Diderot aurait peut-être rempli le Parc des Princes…

chaanie-sp2Vous pensez que Diderot était un vieil ennuyeux rabougri à perruque ? Qui pourrait vous en vouloir ; ne vous a t-on pas répété sans relâche au collège et au lycée que Denis Diderot était le chevalier conquérant de l’Encyclopédie, faisant ainsi germer du même coup dans votre esprit l’image d’un docte personnage, brillant, mais conséquemment enfermé dans sa bibliothèque ? Il est trop vrai que l’on oublie souvent que ces terribles figures de notre histoire littéraire -et de notre histoire tout court d’ailleurs- ont été avant tout des êtres soumis, eux-aussi, à la valse de leurs vices et de leurs vertus : en d’autres termes, qu’ils étaient vivants. Ainsi, Denis était-il un grand philosophe mais jouissait-il aussi d’une vertu rare : il avait en lui un vrai tempérament comique, apanage des hommes doués. Il avait en effet un sens inné de la formule et de la dérision, et je l’avais quelque peu oublié jusqu’à ce que je relise Le Neveu de Rameau, texte qui déjà signe la sage folie de Denis, véritable
pavé dans la mare du conformisme de son temps (même si ce texte longtemps tenu secret ne nous est parvenu que via une traduction de l’allemand par Goethe lui-même 21 ans après la mort de son auteur). Le plaisir procuré par cette relecture, m’a donné l’envie d’aller faire un petit tour du côté d’un texte méconnu intitulé Satyre première, qui devait donc logiquement venir avant Le Neveu de Rameau dont le surtitre tout aussi méconnu était Satyre Seconde (l’orthographe du mot indiquant que l’auteur traduit directement le latin satura, dont le sens est « oeuvre mêlée, pot-pourri, généralement comique ou « satirique » dans l’acception moderne de l’adjectif de citations, bons mots, anecdotes et aphorismes divers).
Ce texte court qui se présente comme une lettre à Jacques-André Naigeon, grand ami de Diderot, développe le thème de la ménagerie humaine -que l’on trouve déjà de façon discrète d’un bout à l’autre du Neveu- et s’y déploie en une série de sketches caricaturaux dont, écrit à juste titre Maurice Mourier, « La gaieté mordante fait un peu revivre à nos yeux l’auteur, dont tous ses amis on vanté la verve de mime et de goût pour l’imitation que ce causeur infatigable savait déployer dans l’intimité pour leur (et son propre) plaisir »
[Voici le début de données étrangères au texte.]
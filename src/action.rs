//! The fixed action catalogue.
//!
//! Each action carries a fixed energy cost, a fixed score reward, and a fixed
//! event description submitted to the advisory service. The descriptions are
//! the exact strings the original front end sent; the scripted advisor keys
//! on them, so they must not change.

use std::fmt;

use serde::{Deserialize, Serialize};

/// A field operation the player can perform.
#[derive(Debug, Clone, Copy, PartialEq, Eq, Hash, Serialize, Deserialize)]
#[serde(rename_all = "snake_case")]
pub enum Action {
    /// Spend energy to push stability (and a little coherence) up.
    StabilizeField,

    /// Spend more energy to push coherence up at the cost of stability.
    InduceEntanglement,

    /// Recharge the core; erodes stability and coherence slightly.
    ChargeCore,
}

impl Action {
    /// All actions, in display order.
    pub const ALL: [Self; 3] = [Self::StabilizeField, Self::InduceEntanglement, Self::ChargeCore];

    /// Energy required before the action applies; below this it is a no-op.
    #[must_use]
    pub const fn energy_cost(self) -> i32 {
        match self {
            Self::StabilizeField => 10,
            Self::InduceEntanglement => 20,
            Self::ChargeCore => 0,
        }
    }

    /// Score granted when the action applies.
    #[must_use]
    pub const fn score_reward(self) -> u32 {
        match self {
            Self::StabilizeField => 10,
            Self::InduceEntanglement => 25,
            Self::ChargeCore => 15,
        }
    }

    /// The event description submitted to the advisory service.
    #[must_use]
    pub const fn event_description(self) -> &'static str {
        match self {
            Self::StabilizeField => "Quantum field stabilization attempt performed",
            Self::InduceEntanglement => "Quantum entanglement experiment performed",
            Self::ChargeCore => "Quantum core charging initiated",
        }
    }
}

impl fmt::Display for Action {
    fn fmt(&self, f: &mut fmt::Formatter<'_>) -> fmt::Result {
        match self {
            Self::StabilizeField => write!(f, "stabilize_field"),
            Self::InduceEntanglement => write!(f, "induce_entanglement"),
            Self::ChargeCore => write!(f, "charge_core"),
        }
    }
}
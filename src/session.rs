//! The interactive session loop.
//!
//! A [`Session`] couples the pure [`SimulationState`] with an advisory
//! worker: every applied action submits its event description to the worker
//! and parks the reply receiver in a single pending slot. While that slot is
//! occupied the session is busy and every further action is ignored, which is
//! the only mutual exclusion the simulation needs. The worker is one
//! dedicated thread behind a bounded(1) job channel; each job carries its own
//! bounded(1) reply channel.

use std::sync::Arc;
use std::thread::{self, JoinHandle};
use std::time::Duration;

use crossbeam_channel::{bounded, Receiver, RecvTimeoutError, Sender, TryRecvError};

use crate::action::Action;
use crate::advisor::{AdvisoryService, ScriptedAdvisor};
use crate::error::{SessionError, SessionResult};
use crate::state::SimulationState;

/// What happened to an action submitted through [`Session::apply`].
///
/// `Ignored` deliberately does not say why: an in-flight advisory request, a
/// terminal session, and an unmet energy precondition are indistinguishable,
/// matching the original front end's silent no-op behavior. Callers that need
/// to predict gating can consult [`Session::is_busy`] and the snapshot first.
#[must_use]
#[derive(Debug, Clone, Copy, PartialEq, Eq)]
pub enum ActionOutcome {
    /// The action's deltas were applied and an advisory was requested.
    Applied,

    /// The action was a no-op; the state tuple is unchanged.
    Ignored,
}

struct AdvisoryJob {
    event: String,
    reply: Sender<String>,
}

/// Single advisory worker thread behind a bounded(1) job channel.
struct AdvisoryWorker {
    tx: Option<Sender<AdvisoryJob>>,
    handle: Option<JoinHandle<()>>,
}

impl AdvisoryWorker {
    fn start(advisor: Arc<dyn AdvisoryService>) -> Self {
        let (tx, rx) = bounded::<AdvisoryJob>(1);
        let handle = thread::Builder::new()
            .name("quantex-advisor".to_string())
            .spawn(move || {
                while let Ok(job) = rx.recv() {
                    let text = advisor.advise(&job.event);
                    // The receiver may be gone after a reset; that is fine.
                    let _ = job.reply.send(text);
                }
            })
            .expect("failed to spawn quantex advisor worker");
        Self {
            tx: Some(tx),
            handle: Some(handle),
        }
    }

    /// Submit an event description; returns the reply receiver, or `None`
    /// when the job cannot be queued (worker gone, or slot still occupied by
    /// an orphaned request).
    fn submit(&self, event: String) -> Option<Receiver<String>> {
        let tx = self.tx.as_ref()?;
        let (reply_tx, reply_rx) = bounded::<String>(1);
        let job = AdvisoryJob {
            event,
            reply: reply_tx,
        };
        match tx.try_send(job) {
            Ok(()) => Some(reply_rx),
            Err(_) => None,
        }
    }
}

impl Drop for AdvisoryWorker {
    fn drop(&mut self) {
        // Close the channel: the worker drains any queued job then exits.
        drop(self.tx.take());
        if let Some(handle) = self.handle.take() {
            let _ = handle.join();
        }
    }
}

/// One interactive simulation session.
pub struct Session {
    state: SimulationState,
    worker: AdvisoryWorker,
    pending: Option<Receiver<String>>,
    last_advisory: Option<String>,
}

impl Session {
    /// Create a session backed by the given advisory service.
    #[must_use]
    pub fn new(advisor: Arc<dyn AdvisoryService>) -> Self {
        log::debug!("session started with advisor '{}'", advisor.name());
        Self {
            state: SimulationState::initial(),
            worker: AdvisoryWorker::start(advisor),
            pending: None,
            last_advisory: None,
        }
    }

    /// Current simulation snapshot.
    #[must_use]
    pub const fn state(&self) -> &SimulationState {
        &self.state
    }

    /// True while an advisory request is in flight.
    ///
    /// A busy session ignores every action until the pending request is
    /// collected via one of the `*_advisory` methods or cleared by
    /// [`Self::reset`]. If the advisor never replies, the session stays busy
    /// indefinitely.
    #[must_use]
    pub const fn is_busy(&self) -> bool {
        self.pending.is_some()
    }

    /// The most recently collected advisory text.
    #[must_use]
    pub fn last_advisory(&self) -> Option<&str> {
        self.last_advisory.as_deref()
    }

    /// Apply an action.
    ///
    /// Returns [`ActionOutcome::Ignored`] while busy or terminal, and for an
    /// unmet energy precondition (a silent no-op, not a failure). On
    /// [`ActionOutcome::Applied`] the state has mutated and an advisory
    /// request for the action's event description is in flight.
    pub fn apply(&mut self, action: Action) -> ActionOutcome {
        if self.pending.is_some() {
            log::debug!("{action} ignored: advisory request in flight");
            return ActionOutcome::Ignored;
        }
        if !self.state.apply(action) {
            log::debug!("{action} ignored: terminal or precondition unmet");
            return ActionOutcome::Ignored;
        }

        log::debug!("applied {action}, score {}", self.state.score());
        match self.worker.submit(action.event_description().to_string()) {
            Some(rx) => self.pending = Some(rx),
            // The state mutation stands; only the advisory text is lost.
            None => log::warn!("advisory request for {action} could not be queued"),
        }
        ActionOutcome::Applied
    }

    /// Collect the pending advisory text without blocking.
    ///
    /// `Ok(None)` means either nothing is in flight or the reply has not
    /// arrived yet; the busy flag disambiguates.
    pub fn poll_advisory(&mut self) -> SessionResult<Option<String>> {
        let Some(rx) = self.pending.as_ref() else {
            return Ok(None);
        };
        match rx.try_recv() {
            Ok(text) => {
                self.pending = None;
                self.last_advisory = Some(text.clone());
                Ok(Some(text))
            }
            Err(TryRecvError::Empty) => Ok(None),
            Err(TryRecvError::Disconnected) => Err(SessionError::Disconnected),
        }
    }

    /// Block until the pending advisory text arrives.
    ///
    /// Errors with [`SessionError::Idle`] when nothing is in flight.
    pub fn wait_advisory(&mut self) -> SessionResult<String> {
        let Some(rx) = self.pending.as_ref() else {
            return Err(SessionError::Idle);
        };
        match rx.recv() {
            Ok(text) => {
                self.pending = None;
                self.last_advisory = Some(text.clone());
                Ok(text)
            }
            Err(_) => Err(SessionError::Disconnected),
        }
    }

    /// Block for at most `timeout` waiting for the pending advisory text.
    ///
    /// On [`SessionError::Timeout`] the request stays pending and the session
    /// remains busy; there are no cancellation semantics.
    pub fn wait_advisory_timeout(&mut self, timeout: Duration) -> SessionResult<String> {
        let Some(rx) = self.pending.as_ref() else {
            return Err(SessionError::Idle);
        };
        match rx.recv_timeout(timeout) {
            Ok(text) => {
                self.pending = None;
                self.last_advisory = Some(text.clone());
                Ok(text)
            }
            Err(RecvTimeoutError::Timeout) => Err(SessionError::Timeout {
                duration_ms: u64::try_from(timeout.as_millis()).unwrap_or(u64::MAX),
            }),
            Err(RecvTimeoutError::Disconnected) => Err(SessionError::Disconnected),
        }
    }

    /// Restore the initial state unconditionally.
    ///
    /// Clears the terminal latch, any pending advisory request, and the last
    /// advisory text. Idempotent.
    pub fn reset(&mut self) {
        log::debug!("session reset");
        self.state.reset();
        self.pending = None;
        self.last_advisory = None;
    }
}

impl Default for Session {
    /// A session backed by the canned [`ScriptedAdvisor`].
    fn default() -> Self {
        Self::new(Arc::new(ScriptedAdvisor::new()))
    }
}

#[cfg(test)]
mod tests {
    use super::*;

    use crate::state::FieldState;

    /// Advisor that replies instantly with a fixed string.
    struct EchoAdvisor;

    impl AdvisoryService for EchoAdvisor {
        fn advise(&self, event: &str) -> String {
            format!("ack: {event}")
        }
    }

    #[test]
    fn applied_action_requests_matching_advisory() {
        let mut session = Session::new(Arc::new(EchoAdvisor));

        assert_eq!(session.apply(Action::ChargeCore), ActionOutcome::Applied);
        assert!(session.is_busy());

        let text = session.wait_advisory().unwrap();
        assert_eq!(text, "ack: Quantum core charging initiated");
        assert!(!session.is_busy());
        assert_eq!(session.last_advisory(), Some(text.as_str()));
    }

    #[test]
    fn busy_session_ignores_actions_and_state_is_untouched() {
        // Gate the advisor on a channel so the request stays in flight.
        let (gate_tx, gate_rx) = bounded::<()>(1);
        let advisor = move |_event: &str| {
            let _ = gate_rx.recv();
            "done".to_string()
        };
        let mut session = Session::new(Arc::new(advisor));

        assert_eq!(session.apply(Action::StabilizeField), ActionOutcome::Applied);
        let snapshot = session.state().clone();

        assert_eq!(session.apply(Action::ChargeCore), ActionOutcome::Ignored);
        assert_eq!(session.apply(Action::InduceEntanglement), ActionOutcome::Ignored);
        assert_eq!(session.state(), &snapshot);

        gate_tx.send(()).unwrap();
        assert_eq!(session.wait_advisory().unwrap(), "done");

        // Resolved: actions apply again. The gate sender is dropped first so
        // the advisor no longer blocks.
        drop(gate_tx);
        assert_eq!(session.apply(Action::ChargeCore), ActionOutcome::Applied);
        assert_eq!(session.wait_advisory().unwrap(), "done");
    }

    #[test]
    fn wait_without_pending_request_is_idle() {
        let mut session = Session::new(Arc::new(EchoAdvisor));
        let err = session.wait_advisory().unwrap_err();
        assert!(matches!(err, SessionError::Idle));

        let err = session
            .wait_advisory_timeout(Duration::from_millis(1))
            .unwrap_err();
        assert!(matches!(err, SessionError::Idle));
    }

    #[test]
    fn poll_reports_not_ready_then_collects() {
        let (gate_tx, gate_rx) = bounded::<()>(1);
        let advisor = move |_event: &str| {
            let _ = gate_rx.recv();
            "late".to_string()
        };
        let mut session = Session::new(Arc::new(advisor));

        let _ = session.apply(Action::ChargeCore);
        assert_eq!(session.poll_advisory().unwrap(), None);
        assert!(session.is_busy());

        gate_tx.send(()).unwrap();
        // The reply lands asynchronously; wait_advisory collects it.
        assert_eq!(session.wait_advisory().unwrap(), "late");
        assert_eq!(session.poll_advisory().unwrap(), None);
    }

    #[test]
    fn reset_clears_pending_request_and_last_advisory() {
        let (gate_tx, gate_rx) = bounded::<()>(1);
        let advisor = move |_event: &str| {
            let _ = gate_rx.recv();
            "orphaned".to_string()
        };
        let mut session = Session::new(Arc::new(advisor));

        let _ = session.apply(Action::InduceEntanglement);
        assert!(session.is_busy());

        session.reset();
        assert!(!session.is_busy());
        assert_eq!(session.last_advisory(), None);
        assert_eq!(session.state(), &SimulationState::initial());
        assert_eq!(session.state().field_state(), FieldState::Stable);

        // Release the worker so drop can join it.
        gate_tx.send(()).unwrap();
    }

    #[test]
    fn reset_twice_matches_reset_once() {
        let mut session = Session::new(Arc::new(EchoAdvisor));
        let _ = session.apply(Action::ChargeCore);
        let _ = session.wait_advisory().unwrap();

        session.reset();
        let once = session.state().clone();
        session.reset();
        assert_eq!(session.state(), &once);
    }
}
//! # Quantex - Quantum Explorer Simulation Core
//!
//! Quantex is the deterministic resource-management core of the Quantum
//! Explorer mini-game. The player manipulates a quantum field through three
//! fixed actions; each action shifts three bounded resources (energy,
//! stability, coherence), the field is reclassified from resource thresholds
//! after every mutation, and the session ends when any resource depletes.
//!
//! ## Core Concepts
//!
//! - **Resources**: the three clamped integer quantities driving the field
//! - **FieldState**: the derived classification (stable, unstable, critical,
//!   superposition), recomputed after every mutation and never set directly
//! - **Action**: one of the three fixed field operations with fixed deltas
//! - **Session**: the single-slot action loop; every applied action requests
//!   a short advisory text from a pluggable [`AdvisoryService`] and rejects
//!   further actions until that request resolves
//!
//! ## Usage
//!
//! ```rust,ignore
//! use quantex::{Action, ActionOutcome, Session};
//!
//! let mut session = Session::default();
//!
//! let outcome = session.apply(Action::InduceEntanglement);
//! assert_eq!(outcome, ActionOutcome::Applied);
//!
//! // Collect the advisory text; the session is busy until it resolves.
//! let advice = session.wait_advisory()?;
//! println!("{advice}");
//! println!("field is {}", session.state().field_state());
//! ```

#![warn(missing_docs)]
#![warn(clippy::all)]
#![warn(clippy::pedantic)]
#![allow(clippy::module_name_repetitions)]

pub mod action;
pub mod advisor;
pub mod error;
pub mod resource;
pub mod session;
pub mod state;

// Re-export primary types at crate root for convenience
pub use action::Action;
pub use advisor::{AdvisoryService, ScriptedAdvisor};
pub use error::{SessionError, SessionResult};
pub use resource::Resources;
pub use session::{ActionOutcome, Session};
pub use state::{FieldState, SimulationState, COLLAPSE_DESCRIPTION, COLLAPSE_TITLE};
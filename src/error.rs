//! Error types for the session's advisory plumbing.
//!
//! The simulation itself has no failure modes: gated and precondition-failed
//! actions are silent no-ops. Errors only arise around the advisory request
//! channel, and they are strongly typed with thiserror so callers can match
//! on the specific condition.

use thiserror::Error;

/// Errors surfaced while collecting an advisory text.
#[derive(Debug, Error)]
pub enum SessionError {
    /// The advisory worker is gone and the pending request can never resolve.
    #[error("advisory worker disconnected")]
    Disconnected,

    /// The pending advisory request did not resolve within the given window.
    /// The request stays pending; the session remains busy.
    #[error("advisory request timed out after {duration_ms}ms")]
    Timeout {
        /// The elapsed wait, in milliseconds.
        duration_ms: u64,
    },

    /// No advisory request is in flight.
    #[error("no advisory request in flight")]
    Idle,
}

/// Result type alias for session operations.
pub type SessionResult<T> = Result<T, SessionError>;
La lecture en est longue ? la mise en place l’est un peu aussi ? Qu’importe ! Consolez-vous en sachant qu’il fut bien plus long à taper sur mon clavier et appréciez toute la finesse et la drôlerie de notre ami Denis… :

Début de Satyre Première de Denis Diderot :

« N’avez-vous pas remarqué, mon ami, que telle est la variété de cette prérogative qui nous est propre, et qu’on appelle raison, qu’elle correspond seule à toute la diversité de l’instinct des animaux ? De là, vient que sous la forme bipède de l’homme, il n’y a aucune bête innocente ou malfaisante dans l’air, au fond des forêts, dans les eaux, que vous ne puissiez reconnaître. Il y a l’homme loup, l’homme tigre, l’homme renard, l’homme pourceau, l’homme mouton, et celui-ci est le plus commun. Il y a l’homme anguille ; serrez-le tant qu’il vous plaira, il vous échappera ; l’homme brochet, qui dévore tout ; l’homme serpent, qui se replie en cent façons diverses ; l’homme ours, qui ne me déplaît pas ; l’homme aigle, qui plane au haut des cieux ; l’homme corbeau ; l’homme épervier ; l’homme et l’oiseau de proie. Rien de plus rare qu’un homme qui soit homme de toute pièce ; aucun de nous qui ne tienne un peu de son analogue animal. Aussi, autant d’hommes, autant de cris divers.
Il y a le cri de la nature, et je l’entends lorsque Sara dit du sacrifice de son fils : « Dieu ne l’eût jamais demandé à sa mère. » Lorsque Fontenelle témoin des progrès de del’incrédulité, dit :  » Je voudrais bien y être dans soixante ans, pour savoir ce que cela deviendra », il ne voulait pas qu’y être. On ne veut pas mourir, et l’on finit toujours un jour trop tôt. Un jour de plus et l’on eût découvert la quadrature du cercle.
Comment se fait-il que dans les arts d’imitation, ce cri de nature qui nous est propre soit si difficile à trouver ? Comment se fait-il que le poète qui l’a saisi, nous étonne et nous transporte ? Serait-ce qu’alors il nous révèle le secret de notre coeur ?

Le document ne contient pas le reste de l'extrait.